Fababela y el diablo

Fababela y el diablo

Year: 2009.
Editorial: Ediciones Desde Abajo.

It’s been a long time since the Devils last appearance in literature, and the rarest of all visits are on the pages of a children’s book. In Fabela y el Diablo—as the title indicates—the primary event of the story is the Devil’s visit. On the border of two mirroring cities—“Faba” and “Bela”—, during such an unfavorable season for anything diabolic to occur as that of Christmas, a child, white as salt, sad as eternity and rich as the bottom of the sea, the Devil arrives.

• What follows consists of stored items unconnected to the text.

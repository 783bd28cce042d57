//! Route handlers.
//!
//! # Responsibilities
//! - Link listing (JSON), with optional QR markup
//! - Slug redirects (301 to URL or URI scheme)
//! - Metadata endpoints (robots.txt, sitemap.xml)
//! - Upstream scrape proxy with structured error payloads
//!
//! # Design Decisions
//! - Unknown requested titles are dropped silently
//! - Missing link values omit the link, never error
//! - QR markup is rendered only when the request asked for it

use axum::{
    extract::{Path, RawQuery, State},
    http::header::{CACHE_CONTROL, CONTENT_TYPE, HOST, LOCATION},
    http::{HeaderMap, StatusCode},
    response::{IntoResponse, Response},
    Json,
};
use serde::Serialize;
use serde_json::json;

use crate::http::server::AppState;
use crate::links::hosts::default_titles;
use crate::links::params::parse_query;
use crate::links::redirects;
use crate::links::resolver::{resolve, ResolvedLink};
use crate::qr::DEFAULT_SIZE;

/// Listing response body.
#[derive(Debug, Serialize)]
pub struct LinksListing {
    pub hostname: String,
    pub qr_mode: bool,
    pub links: Vec<ResolvedLink>,
}

/// Hostname from the Host header, port stripped.
fn hostname(headers: &HeaderMap) -> String {
    headers
        .get(HOST)
        .and_then(|h| h.to_str().ok())
        .and_then(|h| h.split(':').next())
        .unwrap_or("localhost")
        .to_string()
}

fn build_listing(state: &AppState, hostname: String, query: &str, force_qr: bool) -> LinksListing {
    let mut intent = parse_query(query);
    if force_qr {
        intent.qr_mode = true;
    }

    let titles: Vec<String> = match &intent.requested {
        Some(titles) => titles.clone(),
        None => default_titles(&hostname)
            .iter()
            .map(|t| t.to_string())
            .collect(),
    };

    let mut links: Vec<ResolvedLink> = Vec::new();
    for title in &titles {
        let Some(entry) = state.registry.find(title) else {
            tracing::debug!(%title, "Requested title not in registry");
            continue;
        };

        let override_value = intent
            .overrides
            .get(&entry.template.title)
            .or_else(|| intent.overrides.get(&entry.template.alias))
            .map(String::as_str);

        let Some(mut link) = resolve(&entry.template, override_value, entry.value.as_deref())
        else {
            continue;
        };

        if intent.qr_mode {
            link.qr = Some(state.qr.svg(&link.url, DEFAULT_SIZE));
        }

        if !links.iter().any(|l| l.title == link.title) {
            links.push(link);
        }
    }

    LinksListing {
        hostname,
        qr_mode: intent.qr_mode,
        links,
    }
}

/// `GET /` — resolved link listing for this host and query.
pub async fn list_links(
    State(state): State<AppState>,
    RawQuery(query): RawQuery,
    headers: HeaderMap,
) -> Json<LinksListing> {
    let listing = build_listing(
        &state,
        hostname(&headers),
        query.as_deref().unwrap_or(""),
        false,
    );
    Json(listing)
}

/// `GET /qr` — same listing with QR markup always rendered.
pub async fn list_links_qr(
    State(state): State<AppState>,
    RawQuery(query): RawQuery,
    headers: HeaderMap,
) -> Json<LinksListing> {
    let listing = build_listing(
        &state,
        hostname(&headers),
        query.as_deref().unwrap_or(""),
        true,
    );
    Json(listing)
}

/// `GET /{slug}` — permanent redirect from the static table.
pub async fn redirect_slug(Path(slug): Path<String>) -> Response {
    match redirects::destination(&slug.to_lowercase()) {
        Some(target) => (
            StatusCode::MOVED_PERMANENTLY,
            [(LOCATION, target)],
        )
            .into_response(),
        None => (
            StatusCode::NOT_FOUND,
            Json(json!({ "error": "not_found", "message": "Not found" })),
        )
            .into_response(),
    }
}

/// `GET /robots.txt`
pub async fn robots() -> impl IntoResponse {
    (
        [(CONTENT_TYPE, "text/plain")],
        "User-agent: *\nCrawl-delay: 1\nAllow: /\n",
    )
}

/// `GET /sitemap.xml`
pub async fn sitemap(headers: HeaderMap) -> impl IntoResponse {
    let origin = format!("https://{}", hostname(&headers));
    let body = format!(
        r#"<?xml version="1.0" encoding="UTF-8"?>
<urlset xmlns="http://www.sitemaps.org/schemas/sitemap/0.9">
  <url><loc>{origin}/</loc><priority>1.0</priority><changefreq>weekly</changefreq></url>
</urlset>
"#
    );
    ([(CONTENT_TYPE, "application/xml")], body)
}

/// `GET /api/lote` — proxy the upstream form workflow.
///
/// Upstream JSON is returned verbatim with a short cache window; any
/// failure collapses into one structured 500 payload.
pub async fn scrape_proxy(State(state): State<AppState>) -> Response {
    match state.scrape.fetch().await {
        Ok(value) => (
            [(CACHE_CONTROL, "max-age=300")],
            Json(value),
        )
            .into_response(),
        Err(e) => {
            tracing::error!(error = %e, "Upstream scrape failed");
            (
                StatusCode::INTERNAL_SERVER_ERROR,
                Json(json!({ "error": e.to_string() })),
            )
                .into_response()
        }
    }
}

From that moment onwards the child returns, in the beginning only once a year, then every six months and finally every three months, to witness the ongoing disputes amongst the two cities over their construction of towers that will reach the sky. Only one young man and one young lady—each a citizen of the opposing cities—have realized that this crazy competition for being the first to reach the sky is going to lead them all to tragedy. Together they try to put a stop to the disputes, though both suffer from strange ailments: the girl cannot be exposed to the sun’s rays without fraying her skin, and the boy is cursed with the ability to draw or paint the souls of people, he is unable to paint their physical body, he only sees their defects; those weaknesses through which their souls are lost.

Will the young visitor, who is none other than the fallen angel—the Devil himself—return to the sky, or will the two young citizens be able to prevent him from completing his diabolical plans? This is the dilemma which leads them all to an unimaginable outcome.